Exercise instructions: State the number of lines in the following data that contain the string "provider", and nothing else.

Excerpted records:
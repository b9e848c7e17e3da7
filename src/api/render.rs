//! Server-rendered relay pages.
//!
//! Pages are handlebars templates registered once at startup and rendered
//! from a serialized context, so every dynamic value is HTML-escaped.

use crate::api::handlers::state::RelayConfig;
use crate::relay::{IdentityRecord, RelayParameters, SessionState};
use anyhow::{Context, Result};
use handlebars::{Handlebars, RenderError};
use serde::Serialize;

const LAYOUT: &str = "layout";
const ALERT: &str = "alert";
const LOGIN: &str = "login";
const REVIEW: &str = "review";
const LOADING: &str = "loading";

#[derive(Serialize)]
struct LoginContext<'a> {
    title: &'static str,
    error: Option<&'a str>,
    google_client_id: Option<&'a str>,
    facebook_app_id: Option<&'a str>,
    google_action: String,
    facebook_action: String,
    email_action: String,
}

#[derive(Serialize)]
struct ReviewContext<'a> {
    title: &'static str,
    error: Option<&'a str>,
    name: &'a str,
    email: &'a str,
    avatar: Option<&'a str>,
    provider: Option<&'a str>,
    redirect_target: Option<&'a str>,
    handoff_action: String,
    logout_action: String,
}

#[derive(Serialize)]
struct LoadingContext {
    title: &'static str,
}

/// Template registry for the login, review and loading pages.
#[derive(Debug, Clone)]
pub struct Pages {
    registry: Handlebars<'static>,
}

impl Pages {
    /// # Errors
    /// Returns an error if a bundled template does not parse.
    pub fn new() -> Result<Self> {
        let mut registry = Handlebars::new();
        registry
            .register_partial(LAYOUT, include_str!("../../templates/layout.hbs"))
            .context("Failed to register layout template")?;
        registry
            .register_partial(ALERT, include_str!("../../templates/alert.hbs"))
            .context("Failed to register alert template")?;
        registry
            .register_template_string(LOGIN, include_str!("../../templates/login.hbs"))
            .context("Failed to register login template")?;
        registry
            .register_template_string(REVIEW, include_str!("../../templates/review.hbs"))
            .context("Failed to register review template")?;
        registry
            .register_template_string(LOADING, include_str!("../../templates/loading.hbs"))
            .context("Failed to register loading template")?;

        Ok(Self { registry })
    }

    /// Render the page matching the state machine's current state.
    ///
    /// # Errors
    /// Returns the template engine's error.
    pub fn state_page(
        &self,
        config: &RelayConfig,
        state: &SessionState,
        params: &RelayParameters,
        error: Option<&str>,
    ) -> Result<String, RenderError> {
        match state {
            SessionState::NoSession { error: last_error } => {
                self.login_page(config, params, error.or(last_error.as_deref()))
            }
            SessionState::Authenticating | SessionState::HandingOff => self.loading_page(),
            SessionState::Authenticated(record) => self.review_page(record, params, error),
        }
    }

    /// Login surface: provider widgets plus the email/password form.
    ///
    /// # Errors
    /// Returns the template engine's error.
    pub fn login_page(
        &self,
        config: &RelayConfig,
        params: &RelayParameters,
        error: Option<&str>,
    ) -> Result<String, RenderError> {
        self.registry.render(
            LOGIN,
            &LoginContext {
                title: "Sign in",
                error,
                google_client_id: config.google_client_id(),
                facebook_app_id: config.facebook_app_id(),
                google_action: params.relay_path("/login/google"),
                facebook_action: params.relay_path("/login/facebook"),
                email_action: params.relay_path("/login/email"),
            },
        )
    }

    /// Identity review with the explicit hand-off and logout actions.
    ///
    /// # Errors
    /// Returns the template engine's error.
    pub fn review_page(
        &self,
        record: &IdentityRecord,
        params: &RelayParameters,
        error: Option<&str>,
    ) -> Result<String, RenderError> {
        self.registry.render(
            REVIEW,
            &ReviewContext {
                title: "Signed in",
                error,
                name: &record.name,
                email: &record.email,
                avatar: record.avatar.as_deref().filter(|avatar| !avatar.is_empty()),
                provider: params.provider(),
                redirect_target: params.redirect_target(),
                handoff_action: params.relay_path("/handoff"),
                logout_action: params.relay_path("/logout"),
            },
        )
    }

    /// Transition state shown while a login or hand-off is under way.
    ///
    /// # Errors
    /// Returns the template engine's error.
    pub fn loading_page(&self) -> Result<String, RenderError> {
        self.registry
            .render(LOADING, &LoadingContext { title: "Loading" })
    }
}
//! Hand-off endpoint: the explicit "return to the application" action.

use super::{
    error_status, load_relay, render_relay, see_other, session_headers, state::RelayState,
};
use crate::relay::RedirectNavigator;
use axum::{
    extract::{Extension, RawQuery},
    http::HeaderMap,
    response::Response,
};
use std::sync::Arc;
use tracing::debug;

// axum handler for hand-off
pub async fn handoff(
    relay_state: Extension<Arc<RelayState>>,
    headers: HeaderMap,
    RawQuery(query): RawQuery,
) -> Response {
    let mut relay = load_relay(&relay_state, &headers, query.as_deref());

    // Nobody signed in (cookie gone or already handed off): back to login.
    if relay.identity().is_none() {
        debug!("Hand-off requested without a session");
        return see_other(&relay.params().relay_path("/"), HeaderMap::new());
    }

    let mut navigator = RedirectNavigator::new();
    match relay.hand_off(relay_state.config().redirect_policy(), &mut navigator) {
        Ok(location) => see_other(&location, session_headers(relay.store())),
        Err(err) => render_relay(
            &relay_state,
            &relay,
            error_status(&err),
            Some(err.message()),
        ),
    }
}
pub mod server;

// Internal "interpreter" for `Action`.
mod run;

#[derive(Debug)]
pub enum Action {
    Server(server::Args),
}

impl Action {
    /// Execute the action.
    /// # Errors
    /// Returns an error if the action fails.
    pub async fn execute(self) -> anyhow::Result<()> {
        run::execute(self).await
    }
}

Response: 3